Roughly a month after confirming the forthcoming launch of Windows Marketplace for Mobile, Microsoft is finally beginning to address specifics of the virtual application storefront, and for developers there's both good news and bad. When Windows Marketplace for Mobile debuts in 29 countries later this year (premiering in tandem with the new Windows Mobile 6.5 OS), Microsoft will hand over 70 percent of all revenues and award developers the flexibility to set their own prices in each international market, promising an opportunity to maximize revenues based on targeted pricing strategies.

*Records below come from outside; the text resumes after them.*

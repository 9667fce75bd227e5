//! Headless Chrome engine over the DevTools protocol.
//!
//! Every session launches its own browser process so a crashed or hung page
//! cannot poison later renders. The `headless_chrome` API is blocking, so
//! each call runs on the blocking pool.

use crate::engine::{RenderEngine, RenderSession};
use crate::error::{EngineError, EngineResult};
use crate::types::{ImageFormat, RenderOptions, RenderTarget, Viewport, WaitPolicy};
use async_trait::async_trait;
use base64::Engine as _;
use headless_chrome::browser::tab::Tab;
use headless_chrome::protocol::cdp::Page;
use headless_chrome::{Browser, LaunchOptions};
use std::fmt;
use std::path::PathBuf;
use std::sync::Arc;
use std::time::Duration;
use tracing::{debug, warn};

const JPEG_QUALITY: u32 = 90;

#[derive(Debug, Clone)]
pub struct ChromeOptions {
    /// Browser binary; auto-detected when unset
    pub executable: Option<PathBuf>,
    pub user_agent: Option<String>,
    pub sandbox: bool,
    /// How long an idle browser lives before the process is reaped
    pub idle_timeout: Duration,
}

impl Default for ChromeOptions {
    fn default() -> Self {
        Self {
            executable: None,
            user_agent: None,
            sandbox: true,
            idle_timeout: Duration::from_secs(120),
        }
    }
}

pub struct ChromeEngine {
    options: ChromeOptions,
}

impl ChromeEngine {
    pub fn new(options: ChromeOptions) -> Self {
        Self { options }
    }
}

#[async_trait]
impl RenderEngine for ChromeEngine {
    async fn launch(&self, viewport: &Viewport) -> EngineResult<Box<dyn RenderSession>> {
        let options = self.options.clone();
        let viewport = *viewport;

        let (browser, tab) = blocking(move || {
            let launch_options = LaunchOptions::default_builder()
                .headless(true)
                .sandbox(options.sandbox)
                .window_size(Some((viewport.width, viewport.height)))
                .path(options.executable)
                .idle_browser_timeout(options.idle_timeout)
                .build()
                .map_err(|e| EngineError::new(format!("invalid launch options: {}", e)))?;

            let browser = Browser::new(launch_options)
                .map_err(|e| EngineError::new(format!("failed to launch browser: {:#}", e)))?;
            let tab = browser
                .new_tab()
                .map_err(|e| EngineError::new(format!("failed to open tab: {:#}", e)))?;

            if let Some(user_agent) = &options.user_agent {
                tab.set_user_agent(user_agent, None, None)
                    .map_err(|e| EngineError::new(format!("failed to set user agent: {:#}", e)))?;
            }
            Ok((browser, tab))
        })
        .await?;

        debug!(width = viewport.width, height = viewport.height, "Launched browser");
        Ok(Box::new(ChromeSession {
            browser: Some(browser),
            tab,
            viewport,
            wait_until: WaitPolicy::Load,
        }))
    }
}

struct ChromeSession {
    // Dropping the browser kills its process
    browser: Option<Browser>,
    tab: Arc<Tab>,
    viewport: Viewport,
    wait_until: WaitPolicy,
}

#[async_trait]
impl RenderSession for ChromeSession {
    async fn configure(&mut self, options: &RenderOptions) -> EngineResult<()> {
        self.viewport = options.viewport;
        self.wait_until = options.wait_until;
        self.tab.set_default_timeout(options.timeout);
        Ok(())
    }

    async fn navigate(&mut self, target: &RenderTarget) -> EngineResult<()> {
        let tab = self.tab.clone();
        let address = match target {
            RenderTarget::Url(url) => url.to_string(),
            RenderTarget::Html(html) => html_data_url(html),
        };
        let wait_until = self.wait_until;

        blocking(move || {
            tab.navigate_to(&address).map_err(navigation_error)?;
            match wait_until {
                WaitPolicy::Load => {
                    tab.wait_until_navigated().map_err(navigation_error)?;
                }
                WaitPolicy::DomContentLoaded => {
                    tab.wait_for_element("body").map_err(navigation_error)?;
                }
            }
            Ok(())
        })
        .await
    }

    async fn capture(&mut self, format: ImageFormat) -> EngineResult<Vec<u8>> {
        let tab = self.tab.clone();
        let clip = Page::Viewport {
            x: 0.0,
            y: 0.0,
            width: f64::from(self.viewport.width),
            height: f64::from(self.viewport.height),
            scale: self.viewport.device_scale_factor,
        };
        let (format, quality) = match format {
            ImageFormat::Png => (Page::CaptureScreenshotFormatOption::Png, None),
            ImageFormat::Jpeg => (Page::CaptureScreenshotFormatOption::Jpeg, Some(JPEG_QUALITY)),
            ImageFormat::Webp => (Page::CaptureScreenshotFormatOption::Webp, None),
        };

        blocking(move || {
            tab.capture_screenshot(format, quality, Some(clip), true)
                .map_err(|e| EngineError::new(format!("{:#}", e)))
        })
        .await
    }

    async fn close(mut self: Box<Self>) {
        let tab = self.tab.clone();
        let browser = self.browser.take();
        let closed = tokio::task::spawn_blocking(move || {
            if let Err(e) = tab.close(true) {
                debug!(error = %format!("{:#}", e), "Tab close failed");
            }
            drop(browser);
        })
        .await;
        if let Err(e) = closed {
            warn!(error = %e, "Browser shutdown task failed");
        }
    }
}

fn navigation_error(e: impl fmt::Display) -> EngineError {
    EngineError::new(format!("{:#}", e))
}

fn html_data_url(html: &str) -> String {
    format!(
        "data:text/html;base64,{}",
        base64::engine::general_purpose::STANDARD.encode(html)
    )
}

async fn blocking<T, F>(f: F) -> EngineResult<T>
where
    F: FnOnce() -> EngineResult<T> + Send + 'static,
    T: Send + 'static,
{
    tokio::task::spawn_blocking(f)
        .await
        .map_err(|e| EngineError::new(format!("engine task failed: {}", e)))?
}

No less important, Microsoft has vowed transparency throughout the certification process, signaling a significant break from rival Apple's App Store, which has consistently vexed developers with its often inscrutable application certification processes. Windows Marketplace for Mobile guarantees developers detailed feedback during and after the approval cycle, and Microsoft adds it will run a rigorous certification and testing process before WinMo apps go to market. Microsoft said further details will follow once Windows Marketplace for Mobile registration opens in the spring.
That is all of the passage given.